Гамлет завистлив и обидчив, и тоже как художник.
Завистлив Гамлет? Этот свободный ум, который даже слов призрака не может вспомнить, так как не от него зависит превратить их в импульс, единственный определитель его действий? Да и как же может завидовать он, столь не соизмеримый со всем, что не он?..
Видите ли: зависть художника не совсем то, что наша...
Для художника это - болезненное сознание своей ограниченности и желание делать творческую жизнь свою как можно полнее. Истинный художник и завистлив и жаден... я слышу возражение - пушкинский Моцарт. - Да! Но ведь Гамлет не Сальери. Моцарта же Пушкин, как известно, изменил: его короткая жизнь была отнюдь не жизнью праздного гуляки, а сплошным творческим горением. Труд его был громаден, не результат труда, а именно труд.

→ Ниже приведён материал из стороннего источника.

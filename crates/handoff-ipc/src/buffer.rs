//! Fixed-capacity byte regions shared between the two sides of a link.

use std::{cell::UnsafeCell, fmt, ptr, slice, sync::Arc};

use crate::IpcError;

enum Backing {
    Heap(Box<[UnsafeCell<u8>]>),
    #[cfg(target_os = "linux")]
    Mapped(memmap2::MmapRaw),
}

struct Region {
    backing: Backing,
}

// Access to the contents is serialized by the ready/done handshake, not by this type. The region
// itself is just memory that both sides alias, exactly like a mapping shared with another process.
unsafe impl Sync for Region {}

impl Region {
    fn as_mut_ptr(&self) -> *mut u8 {
        match &self.backing {
            Backing::Heap(cells) => UnsafeCell::raw_get(cells.as_ptr()),
            #[cfg(target_os = "linux")]
            Backing::Mapped(map) => map.as_mut_ptr(),
        }
    }

    fn len(&self) -> usize {
        match &self.backing {
            Backing::Heap(cells) => cells.len(),
            #[cfg(target_os = "linux")]
            Backing::Mapped(map) => map.len(),
        }
    }
}

/// A fixed-capacity byte region with one writer and one reader.
///
/// The buffer never grows. Writers must stay inside the declared capacity, and whole-buffer
/// writes must produce exactly `capacity` bytes; anything else is reported as
/// [`IpcError::SizeMismatch`], since both processes rely on a layout that is agreed out-of-band.
///
/// [`SharedBuffer`] performs no locking. Whoever holds the buffer has to follow the handshake:
/// the producer only writes the frame buffer before raising *ready*, and the consumer only reads
/// it after observing *ready* and before raising *done* (and the reverse for the result buffer).
#[derive(Clone)]
pub struct SharedBuffer {
    name: String,
    region: Arc<Region>,
}

impl SharedBuffer {
    /// Creates a zero-filled, heap-backed buffer.
    ///
    /// Clones of the returned buffer alias the same memory, which is what the in-process backend
    /// uses to connect both sides.
    pub fn heap(name: impl Into<String>, capacity: usize) -> Self {
        let cells = (0..capacity).map(|_| UnsafeCell::new(0)).collect();
        Self {
            name: name.into(),
            region: Arc::new(Region {
                backing: Backing::Heap(cells),
            }),
        }
    }

    #[cfg(target_os = "linux")]
    pub(crate) fn mapped(name: impl Into<String>, map: memmap2::MmapRaw) -> Self {
        Self {
            name: name.into(),
            region: Arc::new(Region {
                backing: Backing::Mapped(map),
            }),
        }
    }

    /// Returns the name this buffer was created or opened with.
    pub fn name(&self) -> &str {
        &self.name
    }

    /// Returns the fixed capacity in bytes.
    pub fn capacity(&self) -> usize {
        self.region.len()
    }

    /// Fails with [`IpcError::SizeMismatch`] unless the buffer holds exactly `expected` bytes.
    pub fn expect_capacity(&self, what: &'static str, expected: usize) -> Result<(), IpcError> {
        if self.capacity() == expected {
            Ok(())
        } else {
            Err(IpcError::SizeMismatch {
                what,
                expected,
                actual: self.capacity(),
            })
        }
    }

    /// Returns the whole contents of the buffer.
    ///
    /// # Safety
    ///
    /// The other side must not write to the buffer while the returned slice is alive. Under the
    /// ready/done handshake this holds for the frame buffer between observing *ready* and raising
    /// *done*, and for the result buffer between observing *done* and raising the next *ready*.
    pub unsafe fn read_all(&self) -> &[u8] {
        slice::from_raw_parts(self.region.as_mut_ptr(), self.capacity())
    }

    /// Copies `bytes` into the buffer, starting at `offset`.
    pub fn write_at(&self, offset: usize, bytes: &[u8]) -> Result<(), IpcError> {
        let end = offset.saturating_add(bytes.len());
        if end > self.capacity() {
            return Err(IpcError::SizeMismatch {
                what: "write past the end of a shared buffer",
                expected: self.capacity(),
                actual: end,
            });
        }

        // SAFETY: `offset..end` is in bounds (checked above), and `bytes` cannot overlap the
        // region since nothing hands out mutable slices of it.
        unsafe {
            ptr::copy_nonoverlapping(
                bytes.as_ptr(),
                self.region.as_mut_ptr().add(offset),
                bytes.len(),
            );
        }
        Ok(())
    }

    /// Overwrites the entire buffer with `bytes`, which must be exactly `capacity` bytes long.
    pub fn write_all(&self, bytes: &[u8]) -> Result<(), IpcError> {
        if bytes.len() != self.capacity() {
            return Err(IpcError::SizeMismatch {
                what: "whole-buffer write",
                expected: self.capacity(),
                actual: bytes.len(),
            });
        }
        self.write_at(0, bytes)
    }
}

impl fmt::Debug for SharedBuffer {
    fn fmt(&self, f: &mut fmt::Formatter<'_>) -> fmt::Result {
        f.debug_struct("SharedBuffer")
            .field("name", &self.name)
            .field("capacity", &self.capacity())
            .finish()
    }
}

#[cfg(test)]
mod tests {
    use super::*;

    #[test]
    fn heap_buffer_starts_zeroed() {
        let buf = SharedBuffer::heap("test", 16);
        assert_eq!(buf.capacity(), 16);
        assert_eq!(unsafe { buf.read_all() }, &[0; 16]);
    }

    #[test]
    fn clones_alias_the_same_memory() {
        let a = SharedBuffer::heap("test", 4);
        let b = a.clone();
        a.write_all(&[1, 2, 3, 4]).unwrap();
        assert_eq!(unsafe { b.read_all() }, &[1, 2, 3, 4]);
    }

    #[test]
    fn write_at_offset() {
        let buf = SharedBuffer::heap("test", 6);
        buf.write_at(2, &[7, 8]).unwrap();
        buf.write_at(6, &[]).unwrap();
        assert_eq!(unsafe { buf.read_all() }, &[0, 0, 7, 8, 0, 0]);
    }

    #[test]
    fn rejects_size_mismatch() {
        let buf = SharedBuffer::heap("test", 4);
        assert!(matches!(
            buf.write_all(&[0; 3]),
            Err(IpcError::SizeMismatch {
                expected: 4,
                actual: 3,
                ..
            })
        ));
        assert!(matches!(
            buf.write_at(3, &[0; 2]),
            Err(IpcError::SizeMismatch {
                expected: 4,
                actual: 5,
                ..
            })
        ));
        assert!(buf.write_at(usize::MAX, &[0]).is_err());
        assert!(buf.expect_capacity("frame", 4).is_ok());
        assert!(buf.expect_capacity("frame", 5).is_err());
    }
}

Но зависть Гамлета может быть рассматриваема как одна из условностей его индивидуализации...
Хитрый Амблетто легенды, наперсник дальновидной судьбы, обратился в меланхоличного субъекта, толстого, бледного и потливого, который до тридцати лет упражнялся в философии по виттенбергским пивным, а потом попробовал в Эльсиноре выпустить феодальные когти.